Low cost 3D-printed 'lab-on-chip' device to identify diseases

Scientists have for the first time 3D-printed a low-cost lab-on-chip device that can effectively identify disease biomarkers from blood samples. Microfluidic devices are tiny chips that can sort out biomarkers, cells and other small structures in samples using microscopic channels incorporated into the devices.

"Others have 3D-printed fluidic channels, but they have not been able to make them small enough for microfluidics," said Greg Nordin, professor at Brigham Young University in the US.

"So we decided to make our own 3D printer and research a resin that could do it," said Nordin. Researchers produced labs on a chip with flow channel cross sections as small as 18 micrometres by 20 micrometres.
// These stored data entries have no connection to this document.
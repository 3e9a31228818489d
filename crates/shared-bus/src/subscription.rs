//! # Subscription
//!
//! Receiving side of the bus. Filtering happens here, after the channel.

use crate::events::{EventFilter, LedgerEvent};
use thiserror::Error;
use tokio::sync::broadcast::{
    self,
    error::{RecvError, TryRecvError},
};
use tracing::warn;

#[derive(Debug, Error, Clone, PartialEq, Eq)]
pub enum SubscriptionError {
    #[error("Event bus closed")]
    Closed,
}

/// Filtered view over the channels of an [`InMemoryEventBus`].
///
/// Dropping it releases the receivers.
///
/// [`InMemoryEventBus`]: crate::InMemoryEventBus
pub struct Subscription {
    filter: EventFilter,
    notices: Option<broadcast::Receiver<LedgerEvent>>,
    commits: Option<broadcast::Receiver<LedgerEvent>>,
}

impl Subscription {
    pub(crate) fn new(
        filter: EventFilter,
        notices: Option<broadcast::Receiver<LedgerEvent>>,
        commits: Option<broadcast::Receiver<LedgerEvent>>,
    ) -> Self {
        Self {
            filter,
            notices,
            commits,
        }
    }

    /// Next event matching the filter, or `None` once the bus is gone.
    ///
    /// Notices are drained ahead of lifecycle events.
    pub async fn recv(&mut self) -> Option<LedgerEvent> {
        loop {
            let received = tokio::select! {
                biased;
                r = next(&mut self.notices) => r,
                r = next(&mut self.commits) => r,
            };
            match received {
                Ok(event) if self.filter.matches(&event) => return Some(event),
                Ok(_) => {}
                Err(RecvError::Lagged(skipped)) => lagged(&self.filter, skipped),
                Err(RecvError::Closed) => return None,
            }
        }
    }

    /// Non-blocking [`recv`](Self::recv). `Ok(None)` means nothing is queued.
    pub fn try_recv(&mut self) -> Result<Option<LedgerEvent>, SubscriptionError> {
        for receiver in [&mut self.notices, &mut self.commits].into_iter().flatten() {
            loop {
                match receiver.try_recv() {
                    Ok(event) if self.filter.matches(&event) => return Ok(Some(event)),
                    Ok(_) => {}
                    Err(TryRecvError::Empty) => break,
                    Err(TryRecvError::Lagged(skipped)) => lagged(&self.filter, skipped),
                    Err(TryRecvError::Closed) => return Err(SubscriptionError::Closed),
                }
            }
        }
        Ok(None)
    }

    #[must_use]
    pub fn filter(&self) -> &EventFilter {
        &self.filter
    }
}

fn lagged(filter: &EventFilter, skipped: u64) {
    warn!(skipped, topics = ?filter.topics, "Subscriber lagged, events dropped");
}

async fn next(
    receiver: &mut Option<broadcast::Receiver<LedgerEvent>>,
) -> Result<LedgerEvent, RecvError> {
    match receiver {
        Some(receiver) => receiver.recv().await,
        None => std::future::pending().await,
    }
}

#[cfg(test)]
mod tests {
    use super::*;
    use crate::events::EventTopic;
    use crate::{EventPublisher, InMemoryEventBus};
    use shared_types::{
        ActionSite, CommitEvent, CommitLevel, ConfirmationNotice, OperationReference,
        SessionState, Timestamp,
    };
    use std::time::Duration;
    use tokio::time::timeout;

    fn notice(reference: &str) -> LedgerEvent {
        LedgerEvent::OperationNotice(ConfirmationNotice::success(
            OperationReference::new(reference),
            CommitLevel::Confirmed,
        ))
    }

    fn commit_event() -> LedgerEvent {
        LedgerEvent::Commit(CommitEvent {
            session_id: uuid::Uuid::new_v4(),
            site: ActionSite::TicketPurchase,
            state: SessionState::Signing,
            reference: None,
            outcome: None,
            at: Timestamp::from_millis(1),
        })
    }

    #[tokio::test]
    async fn test_subscription_filter() {
        let bus = InMemoryEventBus::new();
        let mut sub = bus.subscribe(EventFilter::notices_for(
            OperationReference::new("wanted"),
            CommitLevel::Confirmed,
        ));

        bus.publish(commit_event()).await;
        bus.publish(notice("other")).await;
        bus.publish(notice("wanted")).await;

        let received = timeout(Duration::from_millis(100), sub.recv())
            .await
            .expect("timeout")
            .expect("event");

        assert_eq!(
            received.reference(),
            Some(&OperationReference::new("wanted"))
        );
    }

    #[tokio::test]
    async fn test_recv_sees_both_topics() {
        let bus = InMemoryEventBus::new();
        let mut sub = bus.subscribe(EventFilter::all());

        bus.publish(commit_event()).await;
        bus.publish(notice("a")).await;

        let first = sub.recv().await.expect("event");
        let second = sub.recv().await.expect("event");
        assert_eq!(first.topic(), EventTopic::Confirmation);
        assert_eq!(second.topic(), EventTopic::CommitLifecycle);
    }

    #[tokio::test]
    async fn test_lagged_subscriber_keeps_receiving() {
        let bus = InMemoryEventBus::new();
        let mut sub = bus.subscribe(EventFilter::topics(vec![EventTopic::Confirmation]));

        for i in 0..crate::DEFAULT_CHANNEL_CAPACITY + 10 {
            bus.publish(notice(&format!("n{i}"))).await;
        }

        // The oldest notices are gone; the newest are still delivered.
        let received = sub.recv().await.expect("event");
        assert_eq!(received.reference(), Some(&OperationReference::new("n10")));
    }

    #[tokio::test]
    async fn test_try_recv_empty() {
        let bus = InMemoryEventBus::new();
        let mut sub = bus.subscribe(EventFilter::all());

        assert!(matches!(sub.try_recv(), Ok(None)));
    }

    #[tokio::test]
    async fn test_try_recv_skips_other_topics() {
        let bus = InMemoryEventBus::new();
        let mut sub = bus.subscribe(EventFilter::topics(vec![EventTopic::CommitLifecycle]));

        bus.publish(notice("a")).await;
        bus.publish(commit_event()).await;

        assert!(matches!(sub.try_recv(), Ok(Some(LedgerEvent::Commit(_)))));
        assert!(matches!(sub.try_recv(), Ok(None)));
    }

    #[tokio::test]
    async fn test_recv_returns_none_when_bus_dropped() {
        let bus = InMemoryEventBus::new();
        let mut sub = bus.subscribe(EventFilter::all());
        drop(bus);

        assert!(sub.recv().await.is_none());
        assert!(matches!(sub.try_recv(), Err(SubscriptionError::Closed)));
    }
}
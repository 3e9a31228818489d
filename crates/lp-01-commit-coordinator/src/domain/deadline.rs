//! Timeout Governor
//!
//! Arms a pure deadline timer on the [`Clock`] port. The returned
//! [`Deadline`] completes with [`Elapsed`] once the duration passes.
//! Cancelling before it fires discards the timer; cancelling after it fired
//! does nothing.

use crate::ports::outbound::{Clock, Elapsed};
use futures::future::BoxFuture;
use futures::FutureExt;
use shared_types::Timestamp;
use std::future::Future;
use std::pin::Pin;
use std::sync::Arc;
use std::task::{Context, Poll};
use std::time::Duration;

/// Factory for deadlines.
pub struct TimeoutGovernor<C: Clock> {
    clock: Arc<C>,
}

impl<C: Clock> TimeoutGovernor<C> {
    pub fn new(clock: Arc<C>) -> Self {
        Self { clock }
    }

    /// Start a timer for `duration` from now.
    pub fn arm(&self, duration: Duration) -> Deadline {
        Deadline {
            expires_at: self.clock.now().saturating_add(duration),
            timer: Some(self.clock.after(duration)),
            state: DeadlineState::Armed,
        }
    }
}

impl<C: Clock> Clone for TimeoutGovernor<C> {
    fn clone(&self) -> Self {
        Self {
            clock: Arc::clone(&self.clock),
        }
    }
}

#[derive(Debug, Clone, Copy, PartialEq, Eq)]
pub enum DeadlineState {
    Armed,
    Fired,
    Cancelled,
}

/// A running (or finished) deadline timer.
///
/// Once fired or cancelled it stays pending forever if polled again.
pub struct Deadline {
    expires_at: Timestamp,
    timer: Option<BoxFuture<'static, Elapsed>>,
    state: DeadlineState,
}

impl Deadline {
    /// Wall-clock instant the timer fires at.
    pub fn expires_at(&self) -> Timestamp {
        self.expires_at
    }

    pub fn state(&self) -> DeadlineState {
        self.state
    }

    /// Discard the timer. Returns `false` if it had already fired or been
    /// cancelled.
    pub fn cancel(&mut self) -> bool {
        if self.state != DeadlineState::Armed {
            return false;
        }
        self.timer = None;
        self.state = DeadlineState::Cancelled;
        true
    }
}

impl Future for Deadline {
    type Output = Elapsed;

    fn poll(mut self: Pin<&mut Self>, cx: &mut Context<'_>) -> Poll<Elapsed> {
        let Some(timer) = self.timer.as_mut() else {
            return Poll::Pending;
        };
        match timer.poll_unpin(cx) {
            Poll::Ready(elapsed) => {
                self.timer = None;
                self.state = DeadlineState::Fired;
                Poll::Ready(elapsed)
            }
            Poll::Pending => Poll::Pending,
        }
    }
}

impl std::fmt::Debug for Deadline {
    fn fmt(&self, f: &mut std::fmt::Formatter<'_>) -> std::fmt::Result {
        f.debug_struct("Deadline")
            .field("expires_at", &self.expires_at)
            .field("state", &self.state)
            .finish()
    }
}
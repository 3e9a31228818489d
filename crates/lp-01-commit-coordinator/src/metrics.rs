//! # Commit Metrics
//!
//! Prometheus metrics for commit sessions.
//!
//! ## Usage
//!
//! Enable with the `metrics` feature:
//! ```toml
//! lp-01-commit-coordinator = { path = "...", features = ["metrics"] }
//! ```
//!
//! ## Metrics Exported
//!
//! - `commit_outcomes_total{site, kind}` - Terminal outcomes by site and kind
//! - `commit_concurrent_rejections_total{site}` - Submissions refused by the
//!   single-flight slot
//! - `commit_confirmation_seconds{site}` - Time from broadcast to the terminal
//!   outcome of sessions that reached `AwaitingConfirmation`

use shared_types::{ActionSite, Outcome};
use std::time::Duration;

#[cfg(feature = "metrics")]
use lazy_static::lazy_static;

#[cfg(feature = "metrics")]
use prometheus::{register_histogram_vec, register_int_counter_vec, HistogramVec, IntCounterVec};

#[cfg(feature = "metrics")]
lazy_static! {
    /// Terminal outcomes, labeled by site and outcome kind
    pub static ref COMMIT_OUTCOMES: IntCounterVec = register_int_counter_vec!(
        "commit_outcomes_total",
        "Total number of commit sessions by terminal outcome",
        &["site", "kind"]
    )
    .expect("Failed to create COMMIT_OUTCOMES metric");

    /// Submissions refused because the site was busy
    pub static ref CONCURRENT_REJECTIONS: IntCounterVec = register_int_counter_vec!(
        "commit_concurrent_rejections_total",
        "Total number of submissions rejected by the single-flight slot",
        &["site"]
    )
    .expect("Failed to create CONCURRENT_REJECTIONS metric");

    /// Broadcast-to-outcome latency
    pub static ref CONFIRMATION_SECONDS: HistogramVec = register_histogram_vec!(
        "commit_confirmation_seconds",
        "Time from accepted broadcast to terminal outcome",
        &["site"],
        vec![0.25, 0.5, 1.0, 2.0, 5.0, 10.0, 20.0, 30.0, 60.0]
    )
    .expect("Failed to create CONFIRMATION_SECONDS metric");
}

// =============================================================================
// METRIC RECORDING FUNCTIONS
// =============================================================================

/// Record a terminal outcome
#[cfg(feature = "metrics")]
pub fn record_outcome(site: ActionSite, outcome: &Outcome) {
    COMMIT_OUTCOMES
        .with_label_values(&[site.as_str(), outcome.kind()])
        .inc();
}

/// Record a rejected concurrent submission
#[cfg(feature = "metrics")]
pub fn record_concurrent_rejection(site: ActionSite) {
    CONCURRENT_REJECTIONS.with_label_values(&[site.as_str()]).inc();
}

/// Record broadcast-to-outcome latency
#[cfg(feature = "metrics")]
pub fn record_confirmation_latency(site: ActionSite, latency: Duration) {
    CONFIRMATION_SECONDS
        .with_label_values(&[site.as_str()])
        .observe(latency.as_secs_f64());
}

// No-op implementations when metrics feature is disabled

#[cfg(not(feature = "metrics"))]
pub fn record_outcome(_site: ActionSite, _outcome: &Outcome) {}

#[cfg(not(feature = "metrics"))]
pub fn record_concurrent_rejection(_site: ActionSite) {}

#[cfg(not(feature = "metrics"))]
pub fn record_confirmation_latency(_site: ActionSite, _latency: Duration) {}
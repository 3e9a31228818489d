//! Persisted inputs to classification.
//!
//! Both records are owned by the ledger and only read here.

use serde::{Deserialize, Serialize};
use shared_types::Timestamp;

/// A campaign's on-ledger fields that classification depends on.
#[derive(Debug, Clone, Copy, PartialEq, Eq, Hash, Serialize, Deserialize)]
pub struct CampaignRecord {
    /// When ticket sales open.
    pub launch_time: Timestamp,
    /// When ticket sales close.
    pub end_time: Timestamp,
    pub units_sold: u64,
    pub units_offered: u64,
    /// Whether the creator has set up the liquidity pool.
    pub liquidity_established: bool,
}

impl CampaignRecord {
    /// At least as many units sold as offered.
    pub fn sold_out(&self) -> bool {
        self.units_sold >= self.units_offered
    }
}

/// One participant's join record for a campaign.
#[derive(Debug, Clone, Copy, PartialEq, Eq, Hash, Default, Serialize, Deserialize)]
pub struct ParticipationRecord {
    /// Tickets already checked.
    pub claimed_units: u64,
    /// Tickets bought.
    pub total_units: u64,
    /// Tickets that won, among those checked.
    pub winning_units: u64,
}

impl ParticipationRecord {
    /// Whether any bought ticket is still unchecked.
    pub fn has_unchecked(&self) -> bool {
        self.claimed_units < self.total_units
    }
}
Previous efforts to 3D-print microfluidic devices have failed to achieve success smaller than 100 micrometres.

The researchers' 3D printer uses a 385 nm LED, which dramatically increases the available selection of ultraviolet (UV) absorbers for resin formulation compared to 3D printers with 405 nm LEDs. Nordin said the advantages of 3D printing for microfluidic device fabrication are already well-known and that their method, digital light processing stereolithography (DLP-SLA), is an especially promising lower-cost approach.

DLP-SLA uses a micromirror array chip, like those in most consumer projectors, to dynamically create the optical pattern for each layer during layer-by-layer printing of a device. Researchers said they are laying the foundation for 3D printing to challenge the dominance of conventional methods - soft lithography and hot embossing - of microfluidic prototyping and development. The study was published in the journal Lab on a Chip.